On appeal, the Fourth District reversed the trial court’s denial of Defendant’s motion for directed verdict. The court noted that a business owner has a duty to determine that its premises are reasonably safe for invitees – such as Plaintiff – and is required to use reasonable care to discover dangerous conditions on its premises. Nevertheless, in order for an invitee to recover on an action for negligence related to an unknown dangerous condition on the business’ premises, the invitee must establish that “the dangerous condition existed a length of time prior to the injury in excess of a reasonable period between inspections.”

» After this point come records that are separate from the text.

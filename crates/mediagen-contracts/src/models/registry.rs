use std::fmt;
use std::str::FromStr;

use indexmap::IndexMap;
use serde::{Deserialize, Serialize};

use crate::errors::GenerationError;
use crate::platforms::PlatformId;

#[derive(Debug, Clone, Copy, PartialEq, Eq, Serialize, Deserialize, Default)]
#[serde(rename_all = "lowercase")]
pub enum InterfaceMode {
    Sync,
    #[default]
    Async,
}

impl InterfaceMode {
    pub fn as_str(&self) -> &'static str {
        match self {
            Self::Sync => "sync",
            Self::Async => "async",
        }
    }
}

impl fmt::Display for InterfaceMode {
    fn fmt(&self, f: &mut fmt::Formatter<'_>) -> fmt::Result {
        f.write_str(self.as_str())
    }
}

impl FromStr for InterfaceMode {
    type Err = GenerationError;

    fn from_str(raw: &str) -> Result<Self, Self::Err> {
        match raw.trim().to_ascii_lowercase().as_str() {
            "sync" | "synchronous" => Ok(Self::Sync),
            "async" | "asynchronous" => Ok(Self::Async),
            other => Err(GenerationError::validation(format!(
                "interface mode must be 'sync' or 'async', got '{other}'"
            ))),
        }
    }
}

#[derive(Debug, Clone, Copy, PartialEq, Eq, Serialize, Deserialize)]
#[serde(rename_all = "lowercase")]
pub enum MediaKind {
    Image,
    Video,
}

#[derive(Debug, Clone, PartialEq, Eq, Serialize)]
pub struct ModelConfig {
    pub name: String,
    pub display_name: String,
    pub endpoint: String,
    pub supports_sync: bool,
    pub supports_async: bool,
    pub media: MediaKind,
}

impl ModelConfig {
    pub fn supports(&self, mode: InterfaceMode) -> bool {
        match mode {
            InterfaceMode::Sync => self.supports_sync,
            InterfaceMode::Async => self.supports_async,
        }
    }

    pub fn modes(&self) -> Vec<InterfaceMode> {
        [InterfaceMode::Sync, InterfaceMode::Async]
            .into_iter()
            .filter(|mode| self.supports(*mode))
            .collect()
    }
}

#[derive(Debug, Clone)]
pub struct ModelRegistry {
    models: IndexMap<String, ModelConfig>,
}

impl ModelRegistry {
    pub fn new(models: IndexMap<String, ModelConfig>) -> Self {
        Self { models }
    }

    pub fn for_platform(platform: PlatformId) -> Self {
        Self::new(default_models(platform))
    }

    pub fn get(&self, name: &str) -> Option<&ModelConfig> {
        self.models.get(name.trim())
    }

    pub fn list(&self) -> impl Iterator<Item = &ModelConfig> {
        self.models.values()
    }
}

fn default_models(platform: PlatformId) -> IndexMap<String, ModelConfig> {
    let mut map = IndexMap::new();

    let mut insert = |name: &str,
                      display_name: &str,
                      endpoint: &str,
                      supports_sync: bool,
                      supports_async: bool,
                      media: MediaKind| {
        map.insert(
            name.to_string(),
            ModelConfig {
                name: name.to_string(),
                display_name: display_name.to_string(),
                endpoint: endpoint.to_string(),
                supports_sync,
                supports_async,
                media,
            },
        );
    };

    match platform {
        PlatformId::Replicate => {
            insert(
                "flux-schnell",
                "FLUX.1 [schnell]",
                "models/black-forest-labs/flux-schnell/predictions",
                true,
                true,
                MediaKind::Image,
            );
            insert(
                "sdxl",
                "Stable Diffusion XL",
                "models/stability-ai/sdxl/predictions",
                true,
                true,
                MediaKind::Image,
            );
            insert(
                "kling-video",
                "Kling v1.6 Standard",
                "models/kwaivgi/kling-v1.6-standard/predictions",
                false,
                true,
                MediaKind::Video,
            );
        }
        PlatformId::Fal => {
            insert(
                "flux-dev",
                "FLUX.1 [dev]",
                "fal-ai/flux/dev",
                true,
                true,
                MediaKind::Image,
            );
            insert(
                "fast-sdxl",
                "Fast SDXL",
                "fal-ai/fast-sdxl",
                true,
                true,
                MediaKind::Image,
            );
            insert(
                "kling-video",
                "Kling v1.6 Image to Video",
                "fal-ai/kling-video/v1.6/standard/image-to-video",
                false,
                true,
                MediaKind::Video,
            );
        }
        PlatformId::Genbo => {
            insert(
                "genbo-image",
                "Genbo Image",
                "images/generations",
                true,
                true,
                MediaKind::Image,
            );
            insert(
                "genbo-video",
                "Genbo Video",
                "videos/generations",
                false,
                true,
                MediaKind::Video,
            );
        }
    }

    map
}
use std::fmt;

use serde_json::{Map, Value};

use crate::errors::GenerationError;
use crate::platforms::{CredentialRequirement, PlatformId};

/// A validated credential bag. The secret is kept out of `Debug` output.
#[derive(Clone)]
pub struct Credentials {
    platform: PlatformId,
    secret: String,
    bag: Map<String, Value>,
}

impl Credentials {
    pub fn secret(&self) -> &str {
        &self.secret
    }

    /// Extra, non-secret fields a platform may carry alongside the key.
    pub fn field(&self, name: &str) -> Option<&Value> {
        self.bag.get(name)
    }
}

impl fmt::Debug for Credentials {
    fn fmt(&self, f: &mut fmt::Formatter<'_>) -> fmt::Result {
        f.debug_struct("Credentials")
            .field("platform", &self.platform)
            .field("secret", &"<redacted>")
            .field("fields", &self.bag.keys().collect::<Vec<_>>())
            .finish()
    }
}

/// Validates a raw credential bag before any request is issued.
///
/// Rejects a missing bag, a non-object, an empty object, a bag without the
/// platform's secret field, and a secret that is empty after trimming.
pub fn validate_credentials(
    platform: PlatformId,
    requirement: &CredentialRequirement,
    raw: Option<&Value>,
) -> Result<Credentials, GenerationError> {
    let Some(raw) = raw else {
        return Err(GenerationError::credential(
            platform,
            "no credentials configured",
        ));
    };
    let Some(bag) = raw.as_object() else {
        return Err(GenerationError::credential(
            platform,
            "credentials must be a key/value object",
        ));
    };
    if bag.is_empty() {
        return Err(GenerationError::credential(platform, "credentials are empty"));
    }
    let field = requirement.secret_field;
    let Some(secret) = bag.get(field) else {
        return Err(GenerationError::credential(
            platform,
            format!("missing '{field}'"),
        ));
    };
    let secret = match secret {
        Value::String(text) => text.trim(),
        _ => {
            return Err(GenerationError::credential(
                platform,
                format!("'{field}' must be a string"),
            ))
        }
    };
    if secret.is_empty() {
        return Err(GenerationError::credential(
            platform,
            format!("'{field}' is empty"),
        ));
    }

    let mut rest = bag.clone();
    rest.remove(field);
    Ok(Credentials {
        platform,
        secret: secret.to_string(),
        bag: rest,
    })
}
use std::time::Duration;

use mediagen_contracts::{ExecutionResult, GenerationError, InterfaceMode, JobStatus};
use serde_json::{json, Map, Value};
use tracing::debug;

use crate::platforms::{JobProtocol, ModelBundle};
use crate::transport::HttpTransport;

use super::{ensure_mode, remote_failure, send, InvocationContext, ModelInstance};

/// Single request against the synchronous endpoint, bounded by `timeout`.
///
/// A vendor that answers with a non-terminal status (its own wait hint ran
/// out) yields that status in the result; a reported failure is `Remote`.
pub async fn execute_sync(
    instance: &ModelInstance,
    transport: &dyn HttpTransport,
    params: &Map<String, Value>,
    ctx: &InvocationContext,
    timeout: Duration,
) -> Result<ExecutionResult, GenerationError> {
    let model = instance.model();
    ensure_mode(model, InterfaceMode::Sync)?;
    if ctx.cancel.is_cancelled() {
        return Err(GenerationError::Canceled { job_id: None });
    }

    instance.ensure_credentials().await?;
    let descriptor = model.build_request(params)?;
    debug!(
        invocation_id = %ctx.id,
        fingerprint = %descriptor.fingerprint(),
        endpoint = %descriptor.endpoint,
        "sync request built"
    );

    let call = model
        .sync_call(&descriptor, timeout)
        .with_timeout(timeout);
    let (raw, call) = send(instance, transport, call, ctx, None).await?;
    let result = model.normalize_sync(&raw);
    ctx.emit(
        "sync_response",
        json!({
            "prediction_id": result.prediction_id,
            "status": result.status,
        }),
    )
    .await;

    match result.status {
        JobStatus::Failed | JobStatus::Canceled => {
            Err(remote_failure(model.failure_message(&raw), &call))
        }
        JobStatus::InProgress | JobStatus::Succeeded => Ok(result),
    }
}
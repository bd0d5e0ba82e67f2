use std::fs::OpenOptions;
use std::io::Write;
use std::path::{Path, PathBuf};
use std::sync::{Arc, Mutex};

use chrono::{SecondsFormat, Utc};
use serde_json::{Map, Value};

pub type EventPayload = Map<String, Value>;

/// Append-only JSONL log of invocation lifecycle events.
///
/// Every line carries `type`, `invocation_id` and `ts`; those three keys are
/// written last so a payload cannot shadow them. Clones share one file lock,
/// so concurrent invocations may log to the same file.
/// Writes block the calling thread; async callers hand them to the
/// blocking pool.
#[derive(Debug, Clone)]
pub struct EventLog {
    inner: Arc<EventLogInner>,
}

#[derive(Debug)]
struct EventLogInner {
    path: PathBuf,
    lock: Mutex<()>,
}

impl EventLog {
    pub fn new(path: impl Into<PathBuf>) -> Self {
        Self {
            inner: Arc::new(EventLogInner {
                path: path.into(),
                lock: Mutex::new(()),
            }),
        }
    }

    pub fn path(&self) -> &Path {
        &self.inner.path
    }

    pub fn emit(
        &self,
        invocation_id: &str,
        event_type: &str,
        payload: EventPayload,
    ) -> anyhow::Result<Value> {
        let mut event = payload;
        event.insert("type".to_string(), Value::String(event_type.to_string()));
        event.insert(
            "invocation_id".to_string(),
            Value::String(invocation_id.to_string()),
        );
        event.insert("ts".to_string(), Value::String(now_utc_iso()));

        if let Some(parent) = self.inner.path.parent() {
            std::fs::create_dir_all(parent)?;
        }

        let line = serde_json::to_string(&event)?;
        let _guard = self
            .inner
            .lock
            .lock()
            .map_err(|_| anyhow::anyhow!("event log lock poisoned"))?;
        let mut file = OpenOptions::new()
            .create(true)
            .append(true)
            .open(&self.inner.path)?;
        file.write_all(line.as_bytes())?;
        file.write_all(b"\n")?;

        Ok(Value::Object(event))
    }
}

fn now_utc_iso() -> String {
    Utc::now().to_rfc3339_opts(SecondsFormat::Micros, false)
}

#[cfg(test)]
mod tests {
    use std::fs;

    use chrono::DateTime;

    use super::*;

    #[test]
    fn emit_writes_compact_jsonl_line() -> anyhow::Result<()> {
        let temp = tempfile::tempdir()?;
        let path = temp.path().join("logs").join("events.jsonl");
        let log = EventLog::new(&path);

        let mut payload = EventPayload::new();
        payload.insert("job_id".to_string(), Value::String("abc".to_string()));
        let emitted = log.emit("inv-1", "job_submitted", payload)?;

        let content = fs::read_to_string(&path)?;
        let line = content.lines().next().unwrap_or("");
        let parsed: Value = serde_json::from_str(line)?;

        assert_eq!(parsed, emitted);
        assert_eq!(parsed["type"], Value::String("job_submitted".to_string()));
        assert_eq!(parsed["invocation_id"], Value::String("inv-1".to_string()));
        assert_eq!(parsed["job_id"], Value::String("abc".to_string()));

        let ts = parsed["ts"].as_str().unwrap_or("");
        DateTime::parse_from_rfc3339(ts)?;
        Ok(())
    }

    #[test]
    fn payload_cannot_shadow_envelope_keys() -> anyhow::Result<()> {
        let temp = tempfile::tempdir()?;
        let log = EventLog::new(temp.path().join("events.jsonl"));

        let mut payload = EventPayload::new();
        payload.insert("type".to_string(), Value::String("override".to_string()));
        payload.insert(
            "invocation_id".to_string(),
            Value::String("someone-else".to_string()),
        );
        let emitted = log.emit("inv-1", "job_polled", payload)?;

        assert_eq!(emitted["type"], Value::String("job_polled".to_string()));
        assert_eq!(emitted["invocation_id"], Value::String("inv-1".to_string()));
        Ok(())
    }

    #[test]
    fn clones_append_to_the_same_file() -> anyhow::Result<()> {
        let temp = tempfile::tempdir()?;
        let path = temp.path().join("events.jsonl");
        let log = EventLog::new(&path);
        let shared = log.clone();

        log.emit("inv-1", "invocation_started", EventPayload::new())?;
        shared.emit("inv-2", "invocation_started", EventPayload::new())?;

        let content = fs::read_to_string(&path)?;
        let lines: Vec<&str> = content.lines().collect();
        assert_eq!(lines.len(), 2);

        let first: Value = serde_json::from_str(lines[0])?;
        let second: Value = serde_json::from_str(lines[1])?;
        assert_eq!(first["invocation_id"], Value::String("inv-1".to_string()));
        assert_eq!(second["invocation_id"], Value::String("inv-2".to_string()));
        Ok(())
    }
}
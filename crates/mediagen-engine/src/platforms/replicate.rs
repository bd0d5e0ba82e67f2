use std::time::Duration;

use mediagen_contracts::{
    ExecutionResult, GenerationError, JobStatus, ModelConfig, PlatformId, RequestDescriptor,
};
use serde_json::{json, Map, Value};

use crate::config::EngineConfig;
use crate::params::{merge_extra, ParamReader};
use crate::transport::{vendor_error_message, HttpCall};

use super::{
    join_url, lowercase_status, map_object, non_empty_str, unknown_model, JobHandle,
    JobProtocol, ModelBundle,
};

#[derive(Debug, Clone, Copy, PartialEq, Eq)]
enum ReplicateVariant {
    FluxSchnell,
    Sdxl,
    KlingVideo,
}

/// Replicate predictions API. Sync and async share one endpoint; the sync
/// path only adds the `Prefer: wait` hint.
#[derive(Debug, Clone)]
pub struct ReplicateModel {
    api_base: String,
    config: ModelConfig,
    variant: ReplicateVariant,
}

impl ReplicateModel {
    pub fn new(config: ModelConfig, engine: &EngineConfig) -> Result<Self, GenerationError> {
        let variant = match config.name.as_str() {
            "flux-schnell" => ReplicateVariant::FluxSchnell,
            "sdxl" => ReplicateVariant::Sdxl,
            "kling-video" => ReplicateVariant::KlingVideo,
            _ => return Err(unknown_model(PlatformId::Replicate, &config)),
        };
        Ok(Self {
            api_base: engine.replicate_api_base.clone(),
            config,
            variant,
        })
    }

    fn build_input(&self, reader: ParamReader<'_>) -> Result<Map<String, Value>, GenerationError> {
        let prompt = reader.prompt("prompt")?;
        let mut input = match self.variant {
            ReplicateVariant::FluxSchnell => map_object(json!({
                "prompt": prompt,
                "width": reader.int_in("width", Some(1024), 256, 1440)?,
                "height": reader.int_in("height", Some(1024), 256, 1440)?,
                "num_outputs": reader.int_in("num_outputs", Some(1), 1, 4)?,
                "output_format": reader.choice("output_format", "webp", &["webp", "png", "jpg"])?,
                "go_fast": reader.flag("go_fast", true)?,
            })),
            ReplicateVariant::Sdxl => map_object(json!({
                "prompt": prompt,
                "negative_prompt": reader.optional_str("negative_prompt")?.unwrap_or_default(),
                "width": reader.int_in("width", Some(1024), 256, 1536)?,
                "height": reader.int_in("height", Some(1024), 256, 1536)?,
                "num_inference_steps": reader.int_in("num_inference_steps", Some(30), 1, 100)?,
                "guidance_scale": reader.float_in("guidance_scale", 7.5, 0.0, 20.0)?,
            })),
            ReplicateVariant::KlingVideo => {
                let mut input = map_object(json!({
                    "prompt": prompt,
                    "negative_prompt": reader.optional_str("negative_prompt")?.unwrap_or_default(),
                    "duration": reader
                        .choice("duration", "5", &["5", "10"])?
                        .parse::<u64>()
                        .unwrap_or(5),
                    "aspect_ratio": reader.choice("aspect_ratio", "16:9", &["16:9", "9:16", "1:1"])?,
                }));
                if let Some(image) = reader.image_reference("start_image")? {
                    input.insert("start_image".to_string(), Value::String(image));
                }
                input
            }
        };
        if let Some(seed) = reader.int_in("seed", None, 0, i64::from(u32::MAX))? {
            input.insert("seed".to_string(), Value::Number(seed.into()));
        }
        merge_extra(&mut input, reader.extra()?);
        Ok(input)
    }
}

impl ModelBundle for ReplicateModel {
    fn config(&self) -> &ModelConfig {
        &self.config
    }

    fn build_request(
        &self,
        params: &Map<String, Value>,
    ) -> Result<RequestDescriptor, GenerationError> {
        let input = self.build_input(ParamReader::new(params))?;
        let mut body = Map::new();
        body.insert("input".to_string(), Value::Object(input));
        Ok(RequestDescriptor::post(self.config.endpoint.as_str(), body))
    }

    fn normalize_sync(&self, raw: &Value) -> ExecutionResult {
        let status = self.classify(raw).unwrap_or(JobStatus::InProgress);
        ExecutionResult::new(PlatformId::Replicate, self.config.name.as_str(), status)
            .with_prediction_id(non_empty_str(raw, "id").map(str::to_string))
            .with_output(raw.get("output").cloned().unwrap_or(Value::Null))
            .with_diagnostics(
                raw,
                &["error", "logs", "metrics", "created_at", "completed_at"],
            )
    }
}

impl JobProtocol for ReplicateModel {
    fn platform(&self) -> PlatformId {
        PlatformId::Replicate
    }

    fn sync_call(&self, descriptor: &RequestDescriptor, wait: Duration) -> HttpCall {
        // The hint must expire before the client timeout so a slow prediction
        // comes back as `processing` instead of a dropped connection.
        // Replicate accepts 1 to 60 seconds.
        let margin = (wait / 4).min(Duration::from_secs(5));
        let wait_secs = wait.saturating_sub(margin).as_secs().clamp(1, 60);
        HttpCall::post(
            join_url(&self.api_base, &descriptor.endpoint),
            descriptor.body_value(),
        )
        .header("Prefer", format!("wait={wait_secs}"))
    }

    fn submit_call(&self, descriptor: &RequestDescriptor) -> HttpCall {
        HttpCall::post(
            join_url(&self.api_base, &descriptor.endpoint),
            descriptor.body_value(),
        )
    }

    fn job_handle(&self, submission: &Value) -> Option<JobHandle> {
        let id = non_empty_str(submission, "id")?;
        let status_url = submission
            .get("urls")
            .and_then(|urls| non_empty_str(urls, "get"))
            .map(str::to_string)
            .unwrap_or_else(|| join_url(&self.api_base, &format!("predictions/{id}")));
        Some(JobHandle {
            id: id.to_string(),
            status_url,
            response_url: None,
        })
    }

    fn classify(&self, payload: &Value) -> Option<JobStatus> {
        match lowercase_status(payload)?.as_str() {
            "starting" | "processing" => Some(JobStatus::InProgress),
            "succeeded" => Some(JobStatus::Succeeded),
            "failed" => Some(JobStatus::Failed),
            "canceled" | "cancelled" | "aborted" => Some(JobStatus::Canceled),
            _ => None,
        }
    }

    fn failure_message(&self, payload: &Value) -> String {
        vendor_error_message(payload).unwrap_or_else(|| {
            format!(
                "prediction {}",
                lowercase_status(payload).unwrap_or_else(|| "failed".to_string())
            )
        })
    }
}

#[cfg(test)]
mod tests {
    use std::time::Duration;

    use mediagen_contracts::{ErrorKind, JobStatus, ModelRegistry, PlatformId};
    use serde_json::{json, Map, Value};

    use crate::config::EngineConfig;
    use crate::platforms::{JobProtocol, ModelBundle};

    use super::ReplicateModel;

    fn model(name: &str) -> ReplicateModel {
        let config = ModelRegistry::for_platform(PlatformId::Replicate)
            .get(name)
            .cloned()
            .unwrap();
        ReplicateModel::new(config, &EngineConfig::default()).unwrap()
    }

    fn params(value: Value) -> Map<String, Value> {
        value.as_object().cloned().unwrap_or_default()
    }

    #[test]
    fn flux_request_carries_prompt_dims_and_defaults() {
        let descriptor = model("flux-schnell")
            .build_request(&params(json!({
                "prompt": "a red fox",
                "width": 1024,
                "height": 768,
            })))
            .unwrap();
        assert_eq!(
            descriptor.endpoint,
            "models/black-forest-labs/flux-schnell/predictions"
        );
        assert_eq!(
            descriptor.body_value(),
            json!({
                "input": {
                    "prompt": "a red fox",
                    "width": 1024,
                    "height": 768,
                    "num_outputs": 1,
                    "output_format": "webp",
                    "go_fast": true,
                }
            })
        );
    }

    #[test]
    fn build_request_is_deterministic() {
        let model = model("sdxl");
        let bag = params(json!({
            "prompt": "a red fox",
            "seed": 7,
            "extra": {"scheduler": "K_EULER", "prompt": "ignored"},
        }));
        let first = model.build_request(&bag).unwrap();
        let second = model.build_request(&bag).unwrap();
        assert_eq!(first.to_canonical_bytes(), second.to_canonical_bytes());
        assert_eq!(first.body["input"]["prompt"], json!("a red fox"));
        assert_eq!(first.body["input"]["scheduler"], json!("K_EULER"));
        assert_eq!(first.body["input"]["seed"], json!(7));
    }

    #[test]
    fn out_of_domain_values_are_validation_errors() {
        let model = model("flux-schnell");
        for bag in [
            json!({"width": 1024}),
            json!({"prompt": "fox", "width": 4096}),
            json!({"prompt": "fox", "output_format": "tiff"}),
            json!({"prompt": "fox", "seed": -1}),
        ] {
            let kind = model.build_request(&params(bag)).err().map(|err| err.kind());
            assert_eq!(kind, Some(ErrorKind::Validation));
        }
    }

    #[test]
    fn normalizes_canned_prediction() {
        let result = model("flux-schnell").normalize_sync(&json!({
            "id": "abc",
            "status": "succeeded",
            "output": "https://x/y.png",
        }));
        assert_eq!(result.prediction_id.as_deref(), Some("abc"));
        assert_eq!(result.status, JobStatus::Succeeded);
        assert_eq!(result.output, json!("https://x/y.png"));
        assert_eq!(result.output_urls, vec!["https://x/y.png"]);
        assert!(result.diagnostics.is_empty());
    }

    #[test]
    fn normalize_tolerates_sparse_payloads() {
        let result = model("kling-video").normalize_async(&json!({}));
        assert_eq!(result.prediction_id, None);
        assert_eq!(result.status, JobStatus::InProgress);
        assert_eq!(result.output, Value::Null);
    }

    #[test]
    fn sync_call_sends_wait_hint_and_submit_does_not() {
        let model = model("flux-schnell");
        let descriptor = model
            .build_request(&params(json!({"prompt": "a red fox"})))
            .unwrap();
        let sync = model.sync_call(&descriptor, Duration::from_secs(60));
        assert_eq!(
            sync.url,
            "https://api.replicate.com/v1/models/black-forest-labs/flux-schnell/predictions"
        );
        assert_eq!(sync.headers, vec![("Prefer".to_string(), "wait=55".to_string())]);
        assert!(model.submit_call(&descriptor).headers.is_empty());

        let hint = |secs| model.sync_call(&descriptor, Duration::from_secs(secs)).headers[0].1.clone();
        assert_eq!(hint(300), "wait=60");
        assert_eq!(hint(4), "wait=3");
        assert_eq!(hint(1), "wait=1");
    }

    #[test]
    fn job_handle_prefers_vendor_poll_url() {
        let model = model("sdxl");
        let handle = model
            .job_handle(&json!({
                "id": "abc",
                "status": "starting",
                "urls": {"get": "https://api.replicate.com/v1/predictions/abc"},
            }))
            .unwrap();
        assert_eq!(handle.status_url, "https://api.replicate.com/v1/predictions/abc");
        let fallback = model.job_handle(&json!({"id": "xyz"})).unwrap();
        assert_eq!(fallback.status_url, "https://api.replicate.com/v1/predictions/xyz");
        assert!(model.job_handle(&json!({"status": "starting"})).is_none());
        assert!(model.job_handle(&json!({"id": "  "})).is_none());
    }

    #[test]
    fn classifies_prediction_statuses() {
        let model = model("sdxl");
        let status = |raw: &str| model.classify(&json!({"status": raw}));
        assert_eq!(status("starting"), Some(JobStatus::InProgress));
        assert_eq!(status("Processing"), Some(JobStatus::InProgress));
        assert_eq!(status("succeeded"), Some(JobStatus::Succeeded));
        assert_eq!(status("failed"), Some(JobStatus::Failed));
        assert_eq!(status("canceled"), Some(JobStatus::Canceled));
        assert_eq!(status("exploded"), None);
        assert_eq!(
            model.failure_message(&json!({"status": "failed", "error": "CUDA out of memory"})),
            "CUDA out of memory"
        );
        assert_eq!(
            model.failure_message(&json!({"status": "canceled", "error": null})),
            "prediction canceled"
        );
    }
}
use std::fmt;

use serde::Serialize;
use serde_json::{Map, Value};
use sha2::{Digest, Sha256};

#[derive(Debug, Clone, Copy, PartialEq, Eq, Serialize)]
#[serde(rename_all = "UPPERCASE")]
pub enum HttpMethod {
    Get,
    Post,
}

impl HttpMethod {
    pub fn as_str(&self) -> &'static str {
        match self {
            Self::Get => "GET",
            Self::Post => "POST",
        }
    }
}

impl fmt::Display for HttpMethod {
    fn fmt(&self, f: &mut fmt::Formatter<'_>) -> fmt::Result {
        f.write_str(self.as_str())
    }
}

/// Outbound payload for one invocation. Built fresh per call and never
/// shared; `endpoint` is relative to the platform's API base.
#[derive(Debug, Clone, PartialEq, Serialize)]
pub struct RequestDescriptor {
    pub method: HttpMethod,
    pub endpoint: String,
    pub body: Map<String, Value>,
}

impl RequestDescriptor {
    pub fn post(endpoint: impl Into<String>, body: Map<String, Value>) -> Self {
        Self {
            method: HttpMethod::Post,
            endpoint: endpoint.into(),
            body,
        }
    }

    pub fn body_value(&self) -> Value {
        Value::Object(self.body.clone())
    }

    /// Canonical bytes: keys are emitted in sorted order regardless of how
    /// the body map was populated.
    pub fn to_canonical_bytes(&self) -> Vec<u8> {
        let canonical = serde_json::json!({
            "method": self.method,
            "endpoint": self.endpoint,
            "body": canonicalize(&self.body_value()),
        });
        serde_json::to_vec(&canonical).unwrap_or_default()
    }

    pub fn fingerprint(&self) -> String {
        let mut hasher = Sha256::new();
        hasher.update(self.to_canonical_bytes());
        hex::encode(hasher.finalize())
    }
}

fn canonicalize(value: &Value) -> Value {
    match value {
        Value::Object(map) => {
            let mut keys = map.keys().collect::<Vec<_>>();
            keys.sort();
            let mut out = Map::new();
            for key in keys {
                if let Some(row) = map.get(key) {
                    out.insert(key.clone(), canonicalize(row));
                }
            }
            Value::Object(out)
        }
        Value::Array(rows) => Value::Array(rows.iter().map(canonicalize).collect()),
        _ => value.clone(),
    }
}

In this case, Defendant did not know that the chair was defective prior to its collapse. While Plaintiff’s expert testified that a “flex test” should have revealed the defective joint, he could not pinpoint how long before the collapse the test would have shown the defect. As a result, even if the jury concluded that Defendant was required to inspect its chairs at regular intervals, it could not further conclude that Defendant would necessarily have discovered the defect in the chair through testing because it is unclear how long before the accident flex-testing would have revealed the defect. The court remanded the matter back to the trial court for judgment in Defendant’s favor.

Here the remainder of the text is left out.